Diese Frage richtet sich natürlich auf unsere Region, und so muss ich sagen, dass der Systemwechsel eher zum Chaos führte. Auf den internationalen Druck zur Anerkennung der Grenzen von Trianon, und den „brüderlichen” Zwangsfrieden innerhalb des sowjetischen Lagers folgend setzt nun bei den Nachfolgestaaten der Vorgang an, den wir mit dem Trauma von Trianon bereits erlebten und auf unserer Weise aufarbeiteten. Die Tschechoslowakei hat jetzt ihr Trianon erlebt, Jugoslawien geht es ebenso. Rumänien stöhnt unfähig unter seinem Übergewicht. Und wir – die neu errichteten Demokratien – kämpfen mit den Missständen der politischen Pubertät. Im Lichte von all dem, wie kann man ernsthaft und mit Weitsicht über die Strategien des kleinstaatlichen Daseins diskutieren?

 

In der Zeit der Integration der Verwaltungsgebiete kamen nach 1990 sehr oft Interessensgemeinschaften zwischen den ostmitteleuropäischen kleinen Nationen zustande. Worauf ist es Ihrer Meinung nach zurückzuführen, dass die kleinen Nationen der Regionen die zwischenstaatlichen Kontakte nicht verstärkt zur Bewahrung der kleinen Nationen nutzen, und daran anknüpfend nicht enger im Interesse der auf dem Gebiet der Nachbarstaaten lebenden Minderheiten zusammenarbeiten?

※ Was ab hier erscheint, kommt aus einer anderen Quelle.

//! Money types with precise decimal arithmetic
//!
//! Quotes are priced in a single currency unit (US dollars), so `Money` carries
//! no currency code. Amounts are held as `rust_decimal::Decimal` and always
//! rounded to whole cents on construction.

use rust_decimal::{Decimal, RoundingStrategy};
use rust_decimal_macros::dec;
use serde::{Deserialize, Serialize};
use std::fmt;
use std::iter::Sum;
use std::ops::{Add, Sub};

/// Number of decimal places kept for every amount
pub const CENT_PLACES: u32 = 2;

/// A dollar amount rounded to cents
///
/// Serializes as a plain JSON number (`1234.56`), which is what API clients
/// and the agent tooling expect.
#[derive(Debug, Clone, Copy, PartialEq, Eq, PartialOrd, Ord, Hash, Serialize, Deserialize)]
#[serde(transparent)]
pub struct Money {
    #[serde(with = "rust_decimal::serde::float")]
    amount: Decimal,
}

impl Money {
    /// Creates a new amount, rounding half-to-even to cents
    pub fn new(amount: Decimal) -> Self {
        Self {
            amount: amount.round_dp_with_strategy(CENT_PLACES, RoundingStrategy::MidpointNearestEven),
        }
    }

    /// Creates an amount from whole dollars
    pub fn from_dollars(dollars: i64) -> Self {
        Self::new(Decimal::from(dollars))
    }

    /// Creates an amount from minor units (cents)
    pub fn from_cents(cents: i64) -> Self {
        Self::new(Decimal::new(cents, CENT_PLACES))
    }

    /// Creates a zero amount
    pub fn zero() -> Self {
        Self { amount: dec!(0) }
    }

    /// Returns the amount
    pub fn amount(&self) -> Decimal {
        self.amount
    }

    /// Returns true if the amount is zero
    pub fn is_zero(&self) -> bool {
        self.amount.is_zero()
    }

    /// Returns true if the amount is negative
    pub fn is_negative(&self) -> bool {
        self.amount.is_sign_negative() && !self.amount.is_zero()
    }

    /// Returns `self`, or `minimum` when `self` is below it
    pub fn at_least(self, minimum: Money) -> Self {
        self.max(minimum)
    }
}

impl Default for Money {
    fn default() -> Self {
        Self::zero()
    }
}

/// Formats as `$1,234.56`, the style used on back-office records
impl fmt::Display for Money {
    fn fmt(&self, f: &mut fmt::Formatter<'_>) -> fmt::Result {
        let fixed = format!("{:.2}", self.amount.abs());
        let (whole, cents) = fixed.split_once('.').unwrap_or((fixed.as_str(), "00"));

        let mut grouped = String::with_capacity(whole.len() + whole.len() / 3);
        for (i, digit) in whole.chars().enumerate() {
            if i > 0 && (whole.len() - i) % 3 == 0 {
                grouped.push(',');
            }
            grouped.push(digit);
        }

        let sign = if self.is_negative() { "-" } else { "" };
        write!(f, "{}${}.{}", sign, grouped, cents)
    }
}

impl Add for Money {
    type Output = Self;

    fn add(self, other: Self) -> Self {
        Self::new(self.amount + other.amount)
    }
}

impl Sub for Money {
    type Output = Self;

    fn sub(self, other: Self) -> Self {
        Self::new(self.amount - other.amount)
    }
}

impl Sum for Money {
    fn sum<I: Iterator<Item = Money>>(iter: I) -> Self {
        iter.fold(Money::zero(), |acc, m| acc + m)
    }
}

impl<'a> Sum<&'a Money> for Money {
    fn sum<I: Iterator<Item = &'a Money>>(iter: I) -> Self {
        iter.copied().sum()
    }
}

Die mitteleuropäischen Nationen haben fast ausschließlich gemeinsame Interessen! Nur haben sie nicht die Zeit dies zu erkennen, weil sie weiterhin mit ihren diluvialen nationalstaatlichen Komplexen beschäftigt sind. Diese Erkenntnis, und davon ausgehend das Ausbauen von vernünftigen, krampflosen zwischenstaatlichen Beziehungen, und die Anerkennung der Vielfalt des kleinstaatlichen Daseins werden allein von den anachronistisch-nationalistischen Überbleibseln des 19. Jahrhunderts gestört und getrübt. Die Teilnehmer der Wirtschaft sind hierüber bereits hinweg.

 

Was halten Sie über die oben angesprochenen Themenbereiche hinaus wichtig für die Förderung der kleinen Nationen?

Die Stärke des kleinstaatlichen Daseins liegt in der kulturellen Selbstverwaltung, und in der Möglichkeit sich ungestört, frei von jeglichem politischen Einfluss kennen zu lernen.